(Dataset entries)
//! # Domain Services
//!
//! 特定のエンティティに属さないビジネスルール

pub mod download_url;
//! Seams for the text- and image-generation services.

use async_trait::async_trait;

use crate::types::{CompletionRequest, GenerationError};

#[async_trait]
pub trait TextGenerator: Send + Sync {
    /// Returns the raw text of the first completion choice.
    async fn complete(&self, request: CompletionRequest) -> Result<String, GenerationError>;
}

#[async_trait]
pub trait ImageGenerator: Send + Sync {
    /// Returns an image reference, or `None` when the service produced no image.
    async fn generate_image(&self, description: &str) -> Result<Option<String>, GenerationError>;
}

- **How to complete this task**:
Each of the entries above needs to be given again exactly.

- **Answer box**:
//! # Domain Services
//!
//! 特定のエンティティに属さないビジネスルール

pub mod download_url;
//! Seams for the text- and image-generation services.

use async_trait::async_trait;

use crate::types::{CompletionRequest, GenerationError};

#[async_trait]
pub trait TextGenerator: Send + Sync {
    /// Returns the raw text of the first completion choice.
    async fn complete(&self, request: CompletionRequest) -> Result<String, GenerationError>;
}

#[async_trait]
pub trait ImageGenerator: Send + Sync {
    /// Returns an image reference, or `None` when the service produced no image.
    async fn generate_image(&self, description: &str) -> Result<Option<String>, GenerationError>;
}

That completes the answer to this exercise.